Exercise: Beginning with the first line below, please restate each line exactly, down to and including the line containing "use std::process::ExitCode;".

[Stored data entries]
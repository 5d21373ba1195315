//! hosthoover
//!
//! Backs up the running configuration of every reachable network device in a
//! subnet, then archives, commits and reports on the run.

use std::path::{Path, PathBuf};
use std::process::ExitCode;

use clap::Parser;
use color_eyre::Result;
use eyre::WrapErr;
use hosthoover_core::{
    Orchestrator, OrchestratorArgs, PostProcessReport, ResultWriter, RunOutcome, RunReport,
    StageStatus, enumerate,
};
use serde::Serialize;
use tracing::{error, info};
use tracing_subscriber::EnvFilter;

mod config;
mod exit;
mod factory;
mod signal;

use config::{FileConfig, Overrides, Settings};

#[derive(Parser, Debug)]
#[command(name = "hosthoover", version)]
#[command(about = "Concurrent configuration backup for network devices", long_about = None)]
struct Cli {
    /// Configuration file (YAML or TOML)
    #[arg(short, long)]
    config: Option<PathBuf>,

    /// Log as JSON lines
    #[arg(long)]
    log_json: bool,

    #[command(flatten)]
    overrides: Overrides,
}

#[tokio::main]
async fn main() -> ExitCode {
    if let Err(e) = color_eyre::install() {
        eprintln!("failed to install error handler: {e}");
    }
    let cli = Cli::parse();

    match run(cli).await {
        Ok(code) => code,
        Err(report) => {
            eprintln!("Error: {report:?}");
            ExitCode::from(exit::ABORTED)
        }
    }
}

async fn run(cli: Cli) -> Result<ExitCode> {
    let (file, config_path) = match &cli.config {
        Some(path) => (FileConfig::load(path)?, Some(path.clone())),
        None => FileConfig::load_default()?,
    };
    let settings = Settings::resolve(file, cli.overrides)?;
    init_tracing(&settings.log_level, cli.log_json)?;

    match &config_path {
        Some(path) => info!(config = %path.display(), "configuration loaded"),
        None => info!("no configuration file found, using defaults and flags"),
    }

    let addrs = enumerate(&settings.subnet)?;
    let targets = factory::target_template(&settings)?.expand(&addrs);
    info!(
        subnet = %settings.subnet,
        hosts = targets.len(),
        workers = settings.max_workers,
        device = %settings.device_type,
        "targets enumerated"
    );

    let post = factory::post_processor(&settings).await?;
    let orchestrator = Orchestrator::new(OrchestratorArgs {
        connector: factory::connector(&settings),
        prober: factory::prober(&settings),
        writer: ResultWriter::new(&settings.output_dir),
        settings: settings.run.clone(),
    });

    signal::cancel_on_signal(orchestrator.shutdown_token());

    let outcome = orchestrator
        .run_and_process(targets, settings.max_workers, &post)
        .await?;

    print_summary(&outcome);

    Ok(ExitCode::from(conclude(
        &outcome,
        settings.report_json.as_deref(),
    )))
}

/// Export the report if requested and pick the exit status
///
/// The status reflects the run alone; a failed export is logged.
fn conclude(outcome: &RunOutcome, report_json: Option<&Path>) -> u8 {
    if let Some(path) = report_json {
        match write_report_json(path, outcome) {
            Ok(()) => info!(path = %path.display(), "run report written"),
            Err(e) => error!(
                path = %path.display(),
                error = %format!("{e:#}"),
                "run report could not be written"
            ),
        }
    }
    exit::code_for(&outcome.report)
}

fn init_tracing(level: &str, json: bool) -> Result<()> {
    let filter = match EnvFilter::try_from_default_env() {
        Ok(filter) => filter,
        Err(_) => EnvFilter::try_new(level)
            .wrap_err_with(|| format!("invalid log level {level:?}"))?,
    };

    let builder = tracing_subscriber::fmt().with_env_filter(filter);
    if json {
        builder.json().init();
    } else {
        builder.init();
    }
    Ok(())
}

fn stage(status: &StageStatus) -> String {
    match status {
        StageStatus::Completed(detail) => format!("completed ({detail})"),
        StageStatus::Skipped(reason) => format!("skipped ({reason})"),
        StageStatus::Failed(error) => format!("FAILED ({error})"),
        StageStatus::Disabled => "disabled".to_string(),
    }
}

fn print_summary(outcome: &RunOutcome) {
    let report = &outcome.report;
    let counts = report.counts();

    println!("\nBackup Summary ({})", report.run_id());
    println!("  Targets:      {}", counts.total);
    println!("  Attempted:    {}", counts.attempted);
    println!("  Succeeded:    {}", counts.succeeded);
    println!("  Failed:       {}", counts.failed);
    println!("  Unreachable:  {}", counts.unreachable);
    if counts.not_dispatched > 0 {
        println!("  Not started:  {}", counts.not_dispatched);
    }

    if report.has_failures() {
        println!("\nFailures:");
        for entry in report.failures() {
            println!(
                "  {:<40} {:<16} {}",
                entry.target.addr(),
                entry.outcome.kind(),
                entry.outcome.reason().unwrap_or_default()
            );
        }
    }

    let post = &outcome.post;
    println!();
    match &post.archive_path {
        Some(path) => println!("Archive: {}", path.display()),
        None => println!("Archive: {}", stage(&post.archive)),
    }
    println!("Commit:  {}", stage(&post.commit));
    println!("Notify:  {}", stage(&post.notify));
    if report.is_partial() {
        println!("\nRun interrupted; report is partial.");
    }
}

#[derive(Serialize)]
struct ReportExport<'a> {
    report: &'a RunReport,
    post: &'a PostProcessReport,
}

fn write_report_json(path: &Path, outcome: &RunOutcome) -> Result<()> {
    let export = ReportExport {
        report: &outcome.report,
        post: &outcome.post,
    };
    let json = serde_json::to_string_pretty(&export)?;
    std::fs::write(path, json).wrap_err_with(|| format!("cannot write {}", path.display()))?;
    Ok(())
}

Written solution:
repository 5d21373ba1195315
//! hosthoover
//!
//! Backs up the running configuration of every reachable network device in a
//! subnet, then archives, commits and reports on the run.

use std::path::{Path, PathBuf};
use std::process::ExitCode;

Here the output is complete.